While regarded as the head of the family because of his involvement in serious crime, Gerry Hutch has insisted he has never sold drugs.

Having lived in the middle class suburb of Clontarf for two decades, he had also steadfastly avoided becoming embroiled in gangland disputes and in the last 15 years has made a multimillion euro settlement with the Criminal Assets Bureau and diversified into buying and renting properties in Ireland and abroad.

Gerry Hutch was regarded as the main mover behind the robbery of £1.7 million from a Securicor cash in transit van in Marino Mart, north Dublin, in 1987.

He is also the prime suspect for the Brinks Allied depot robbery in Clonshaugh, north Dublin, in which £3 million was stolen in 1995.

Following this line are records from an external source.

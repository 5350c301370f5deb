/// Defines a fixed-point newtype over a signed raw integer with precision
/// and scale as const generics.
///
/// Invalid parameters (`S > P`, or `P` beyond the width) fail to compile as
/// soon as the type is used. `$fits` reports whether a raw value has at most
/// `P` digits.
macro_rules! fixed_type {
    (
        $(#[$meta:meta])*
        $name:ident, $raw:ty, $max:expr, $decode:ident, $encoded:ident, $fits:ident
    ) => {
        $(#[$meta])*
        #[derive(Copy, Clone, PartialEq, Eq, PartialOrd, Ord, Hash, Default)]
        #[repr(transparent)]
        pub struct $name<const P: u8, const S: u8> {
            value: $raw,
        }

        impl<const P: u8, const S: u8> $name<P, S> {
            const VALID: () = assert!(
                S <= P && P <= $max,
                "scale must not exceed precision, and precision must fit the width"
            );

            /// Total significant digits.
            pub const PRECISION: u8 = P;

            /// Digits after the point.
            pub const SCALE: u8 = S;

            /// Zero
            pub const ZERO: Self = Self { value: 0 };

            /// Wraps a raw value already scaled by `10^S`.
            #[inline(always)]
            pub const fn from_raw(value: $raw) -> Self {
                let () = Self::VALID;
                Self { value }
            }

            /// Like [`Self::from_raw`], but rejects values with more than `P`
            /// digits, which no decimal text accepted by this type produces.
            pub fn try_from_raw(value: $raw) -> $crate::Result<Self> {
                let () = Self::VALID;
                if $fits(value, P) {
                    Ok(Self { value })
                } else {
                    // the excess digits always land in the integral part
                    Err($crate::DecimalError::IntegralOverflow {
                        position: usize::from(P - S) + 1,
                        limit: usize::from(P - S),
                    })
                }
            }

            /// Returns the raw value (scaled by `10^S`).
            #[inline(always)]
            pub const fn to_raw(self) -> $raw {
                self.value
            }

            /// The `(precision, scale)` pair of this type.
            pub const fn params() -> $crate::Params {
                let () = Self::VALID;
                match $crate::Params::with_max(P, S, $max) {
                    Ok(params) => params,
                    Err(_) => unreachable!(),
                }
            }

            #[inline(always)]
            pub const fn is_negative(self) -> bool {
                self.value < 0
            }

            #[inline(always)]
            pub const fn is_zero(self) -> bool {
                self.value == 0
            }

            /// Parses a decimal string such as `"-123.45"`.
            ///
            /// No whitespace, `+` sign or exponent is accepted.
            pub fn from_str_exact(s: &str) -> $crate::Result<Self> {
                Self::from_utf8_bytes(s.as_bytes())
            }

            /// Parses decimal text straight from bytes.
            pub fn from_utf8_bytes(bytes: &[u8]) -> $crate::Result<Self> {
                let () = Self::VALID;
                $decode(P, S, bytes).map(|value| Self { value })
            }
        }

        impl<const P: u8, const S: u8> core::str::FromStr for $name<P, S> {
            type Err = $crate::DecimalError;

            fn from_str(s: &str) -> core::result::Result<Self, Self::Err> {
                Self::from_str_exact(s)
            }
        }

        impl<const P: u8, const S: u8> core::fmt::Display for $name<P, S> {
            fn fmt(&self, f: &mut core::fmt::Formatter<'_>) -> core::fmt::Result {
                core::fmt::Display::fmt(&$encoded::new(S, self.value), f)
            }
        }

        impl<const P: u8, const S: u8> core::fmt::Debug for $name<P, S> {
            fn fmt(&self, f: &mut core::fmt::Formatter<'_>) -> core::fmt::Result {
                if f.alternate() {
                    f.debug_struct(stringify!($name))
                        .field("value", &self.value)
                        .finish()
                } else {
                    write!(f, concat!(stringify!($name), "({})"), self)
                }
            }
        }

        #[cfg(feature = "serde")]
        impl<const P: u8, const S: u8> serde::Serialize for $name<P, S> {
            fn serialize<Ser>(&self, serializer: Ser) -> core::result::Result<Ser::Ok, Ser::Error>
            where
                Ser: serde::Serializer,
            {
                if serializer.is_human_readable() {
                    // JSON, TOML, etc. - canonical decimal text
                    serializer.collect_str(self)
                } else {
                    // Bincode, MessagePack, etc. - raw integer
                    serde::Serialize::serialize(&self.value, serializer)
                }
            }
        }

        #[cfg(feature = "serde")]
        impl<'de, const P: u8, const S: u8> serde::Deserialize<'de> for $name<P, S> {
            fn deserialize<De>(deserializer: De) -> core::result::Result<Self, De::Error>
            where
                De: serde::Deserializer<'de>,
            {
                if deserializer.is_human_readable() {
                    let s = <alloc::string::String as serde::Deserialize>::deserialize(deserializer)?;
                    Self::from_str_exact(&s).map_err(serde::de::Error::custom)
                } else {
                    let value = <$raw as serde::Deserialize>::deserialize(deserializer)?;
                    Self::try_from_raw(value).map_err(serde::de::Error::custom)
                }
            }
        }
    };
}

However, in a television interview in 2008 he denied any involvement in the robberies and said the multimillion settlement he eventually reached with the Criminal Assets Bureau related to tax problems rather than crime.

“I done a lot of business in property, it was a good time and that’s where I made me money,” he said.

“If people say armed robberies, so be it. I mean, I was questioned about these armed robberies . . . we’ll let them decide - the people.”

Of the robberies he has been linked to, he said: “Yeah, I know all about it. I’ve been arrested, questioned about it, been writ about. I’ve read all about it in the newspapers. That’s what I know about it and anytime it’s writ about my photograph is thrown in.

“I’m beginning to believe I done it myself from reading it in the paper. When you read these things every week after week, there must be no smoke without fire. It looks that way, it sounds that way. If it barks it’s a dog. I didn’t do the robbery, you know.”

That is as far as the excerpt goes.